Steve Crowther: Can you describe the work to us?
Anna Meredith: Songs for the M8 was a commission for the Presences Festival in Paris and premiered by the Quatuor Renoir – it’s 5x 2min miniatures – each one very much in its own mini world . The idea behind the piece was a sort of homage the frequent teenage car journeys me and my friends would make between Edinburgh and Glasgow – along the M8.  As motorways go its pretty exciting with lots of bit of large scale public art including sheep on a grass pyramid and a giant face made out of pipes.  But to be honest its more about awaking into a different moment or world from the one before.
SC: Do you write at the piano, do you pre-plan? Can you describe the compositional process?

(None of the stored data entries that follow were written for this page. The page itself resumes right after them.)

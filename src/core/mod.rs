//! Core module containing the query compiler and its building blocks

pub mod allowlist;
pub mod directive;
pub mod error;
pub mod order;
pub mod projection;
pub mod query;
pub mod remote;
pub mod select;

pub use directive::{FieldDirective, FieldSelection};
pub use error::{ConfigError, InvalidDataError, QueryError};
pub use order::{OrderClause, SortDirection};
pub use query::{
    ListQueryConfig, PreparedListQuery, PreparedRetrieveQuery, QueryConfig, RemoteQueryConfig,
    RequestQueryFields, RetrieveConfig, prepare_list_query, prepare_retrieve_query,
};
pub use remote::RemoteQueryObject;
//! Axum extractors for compiled list/retrieve queries
//!
//! The query configuration of a route is installed as an [`Extension`](axum::Extension); the
//! extractors read the query string, compile it against that configuration
//! and reject invalid requests with a `400` JSON error before the handler
//! runs.
//!
//! # Usage
//!
//! ```rust,ignore
//! async fn list_orders(ValidatedListQuery(query): ValidatedListQuery) -> Json<Value> {
//!     let orders = repository.list(query.list_config).await;
//!     Json(orders)
//! }
//!
//! let app = Router::new().route(
//!     "/orders",
//!     get(list_orders).layer(Extension(registry.list_config("order")?)),
//! );
//! ```

use axum::extract::{FromRequestParts, Query};
use axum::http::request::Parts;
use std::ops::Deref;

use crate::core::error::{ConfigError, InvalidDataError, QueryError};
use crate::core::query::{
    PreparedListQuery, PreparedRetrieveQuery, QueryConfig, RequestQueryFields,
    prepare_list_query, prepare_retrieve_query,
};

/// A list query compiled against the route's [`QueryConfig`]
#[derive(Debug, Clone)]
pub struct ValidatedListQuery(pub PreparedListQuery);

/// A retrieve query compiled against the route's [`QueryConfig`]
#[derive(Debug, Clone)]
pub struct ValidatedRetrieveQuery(pub PreparedRetrieveQuery);

impl Deref for ValidatedListQuery {
    type Target = PreparedListQuery;

    fn deref(&self) -> &Self::Target {
        &self.0
    }
}

impl Deref for ValidatedRetrieveQuery {
    type Target = PreparedRetrieveQuery;

    fn deref(&self) -> &Self::Target {
        &self.0
    }
}

/// Read the route configuration and the raw query parameters
async fn route_query<S>(
    parts: &mut Parts,
    state: &S,
) -> Result<(QueryConfig, RequestQueryFields), QueryError>
where
    S: Send + Sync,
{
    let config = parts
        .extensions
        .get::<QueryConfig>()
        .cloned()
        .ok_or(ConfigError::MissingRouteConfig)?;

    let Query(params) = Query::<RequestQueryFields>::from_request_parts(parts, state)
        .await
        .map_err(|e| InvalidDataError::MalformedQuery {
            message: e.body_text(),
        })?;

    Ok((config, params))
}

impl<S> FromRequestParts<S> for ValidatedListQuery
where
    S: Send + Sync,
{
    type Rejection = QueryError;

    async fn from_request_parts(parts: &mut Parts, state: &S) -> Result<Self, Self::Rejection> {
        let (config, params) = route_query(parts, state).await?;
        prepare_list_query(&params, &config).map(ValidatedListQuery)
    }
}

impl<S> FromRequestParts<S> for ValidatedRetrieveQuery
where
    S: Send + Sync,
{
    type Rejection = QueryError;

    async fn from_request_parts(parts: &mut Parts, state: &S) -> Result<Self, Self::Rejection> {
        let (config, params) = route_query(parts, state).await?;
        prepare_retrieve_query(&params, &config).map(ValidatedRetrieveQuery)
    }
}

AM: I plan everything out on blank paper first – drawing a big graphic sketch to map out the contour or pacing of each piece plus any adjectives or moods I’m aiming for along the way. Then it’s a matter of zooming in to fill in detail – this working out phase can sometimes be at the piano but more often just striding about my room singing tunelessly…
SC: Is it important to know the performers? Do you write with a sound in mind?
AM: I definitely write with a sound in mind and certain pieces have been very influenced by a particular performer’s skills and way of playing (obvious example being Shlomo and the Concerto for Beatboxer) but I also think it can be a good counter to this to let the material be the most important thing and if you need to write relentless nightmarish scales or patterns then it can be easier to just be ambitious with what you want ,accept that players might end up cursing your name but believe in the effect you’re trying to create.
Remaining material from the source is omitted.